What goes around has a tendency to come around…

…but go ahead and click through anyway. Just keep in mind that Paul Rahe is a little more pessimistic than I am (I also contest the redistricting thing).

Via Instapundit.

10 Comments

  • Subotai Bahadur says:

    I think that Mr. Rahe is more than a tad overoptimistic. Yes, things are going to get bad as the economy and foreign policy inflict pain, and possible death, on large numbers of Americans. Winter is coming and is almost here.

    Looking to 2014 as a corrective is premature. It presupposes that:

    a) The “Margin of Fraud” that was a major if not determinative factor in the last election can be overcome. When there is a dogged effort by the Republicans to pretend that it was not a factor, overcoming it is not likely.
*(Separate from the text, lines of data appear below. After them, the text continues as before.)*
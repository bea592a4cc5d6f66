use {
    crate::{chain::Chain, observe::Source},
    std::marker::PhantomData,
};

//<<<<>>>><<>><><<>><<<*>>><<>><><<>><<<<>>>>

impl<Out, Src> Chain<Out, Src>
where
    Out: Clone + Send + Sync + 'static,
    Src: Source,
{
    /// Fan a second same-typed chain into this one. Values keep their
    /// arrival order; only the primary root replays on `sync()`.
    pub fn merge<Other>(self, other: Chain<Out, Other>) -> Chain<Out, Src>
    where
        Other: Source,
    {
        let build = self.build;
        let other_build = other.build;
        Chain {
            build: Box::new(move |valid, next| {
                let mut hooks = build(valid.clone(), next.clone());
                hooks.extend(other_build(valid, next).into_iter().map(|mut hook| {
                    hook.replay = None;
                    hook
                }));
                hooks
            }),
            _src: PhantomData,
        }
    }
}

//<<<<>>>><<>><><<>><<<*>>><<>><><<>><<<<>>>>
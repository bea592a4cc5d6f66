use {
    crate::observe::Handler,
    std::sync::{
        atomic::{AtomicBool, Ordering},
        Arc, RwLock, Weak,
    },
};

                    /*\
<<<<>>>><<>><><<>><<<*>>><<>><><<>><<<<>>>>
                 Broadcast
<<<<>>>><<>><><<>><<<*>>><<>><><<>><<<<>>>>
                    \*/
struct Slot<V: ?Sized> {
    id: u64,
    valid: Arc<AtomicBool>,
    handler: Handler<V>,
}

impl<V: ?Sized> Clone for Slot<V> {
    fn clone(&self) -> Self {
        Slot {
            id: self.id,
            valid: self.valid.clone(),
            handler: self.handler.clone(),
        }
    }
}

struct CastState<V: ?Sized> {
    slots: Vec<Slot<V>>,
    next_id: u64,
}

//<<<<>>>><<>><><<>><<<*>>><<>><><<>><<<<>>>>

/// Fan-out half of every source: an ordered list of subscription slots.
///
/// Dispatch iterates over a snapshot, so handlers may subscribe, unsubscribe
/// or re-enter `send` while a dispatch is running. A slot whose validity flag
/// has been cleared is skipped, with the flag re-checked right before each
/// handler call.
pub struct Broadcast<V: ?Sized> {
    state: Arc<RwLock<CastState<V>>>,
}

impl<V: ?Sized> Broadcast<V> {
    pub fn new() -> Self {
        Broadcast {
            state: Arc::new(RwLock::new(CastState {
                slots: Vec::new(),
                next_id: 0,
            })),
        }
    }

    pub(crate) fn insert(&self, valid: Arc<AtomicBool>, handler: Handler<V>) -> u64 {
        let mut state = self.state.write().unwrap();
        state.slots.retain(|slot| slot.valid.load(Ordering::SeqCst));
        let id = state.next_id;
        state.next_id += 1;
        state.slots.push(Slot { id, valid, handler });
        id
    }

    pub(crate) fn remove(&self, id: u64) {
        let mut state = self.state.write().unwrap();
        state.slots.retain(|slot| slot.id != id);
    }

    pub fn send(&self, value: &V) {
        let snapshot: Vec<Slot<V>> = {
            let state = self.state.read().unwrap();
            state
                .slots
                .iter()
                .filter(|slot| slot.valid.load(Ordering::SeqCst))
                .cloned()
                .collect()
        };

        #[cfg(feature = "tracing")]
        tracing::trace!(subscribers = snapshot.len(), "fan-out");

        for slot in snapshot {
            if slot.valid.load(Ordering::SeqCst) {
                (slot.handler)(value);
            }
        }
    }

    pub fn downgrade(&self) -> WeakBroadcast<V> {
        WeakBroadcast {
            state: Arc::downgrade(&self.state),
        }
    }
}

impl<V: ?Sized> Clone for Broadcast<V> {
    fn clone(&self) -> Self {
        Broadcast {
            state: self.state.clone(),
        }
    }
}

impl<V: ?Sized> Default for Broadcast<V> {
    fn default() -> Self {
        Broadcast::new()
    }
}

//<<<<>>>><<>><><<>><<<*>>><<>><><<>><<<<>>>>

pub struct WeakBroadcast<V: ?Sized> {
    state: Weak<RwLock<CastState<V>>>,
}

impl<V: ?Sized> WeakBroadcast<V> {
    pub fn upgrade(&self) -> Option<Broadcast<V>> {
        self.state.upgrade().map(|state| Broadcast { state })
    }
}

impl<V: ?Sized> Clone for WeakBroadcast<V> {
    fn clone(&self) -> Self {
        WeakBroadcast {
            state: self.state.clone(),
        }
    }
}

//<<<<>>>><<>><><<>><<<*>>><<>><><<>><<<<>>>>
    b) The Republicans will not proceed with their highest priority goal, the suppression of the Conservative base, over defeating Democrats. We have more than a few examples of the priority hierarchy.

    c) Obama despite how bad it gets, still has access to the “coercive organs of the State” to bolster his power.

    Everything that Rahe says can come true, on steroids, and it does not necessarily impact any thing more than Obama’s digestion. The balance of political power may well not change.

    • acat says:

      At what point, Subotai, does “shrug, baby, shrug” (or “going Galt” to be clearer) start to take hold as an idea?
      .
      I ask because the idiots at the White House managed, with their auto-petition system, to move the idea of *secession* from kook to legitimate-discussion…
      .
      Mew

      • earlgrey says:

        The pace at which everything is changing would make one think that something “should” be taking hold in our society.

        My apolitical husband remarked to me today how Obama seems to have so much time for photo ops and sport picks. He asked when does he actually do something.

        At the same time you have people so enamored with Obama and liberalism that they have turned their entire identity over to it– and then proceed to call “right wingers” ignorant and stupid.

        THe way I see it you have three groups: conservative activists, liberal zombies, and the apolitical (you could throw in there the “off the grid types”.

        For any real “shrugging” to happen the apolitical–that don’t really want to have to do anything–have to find a reason to care and a reason to think that anything they do will matter.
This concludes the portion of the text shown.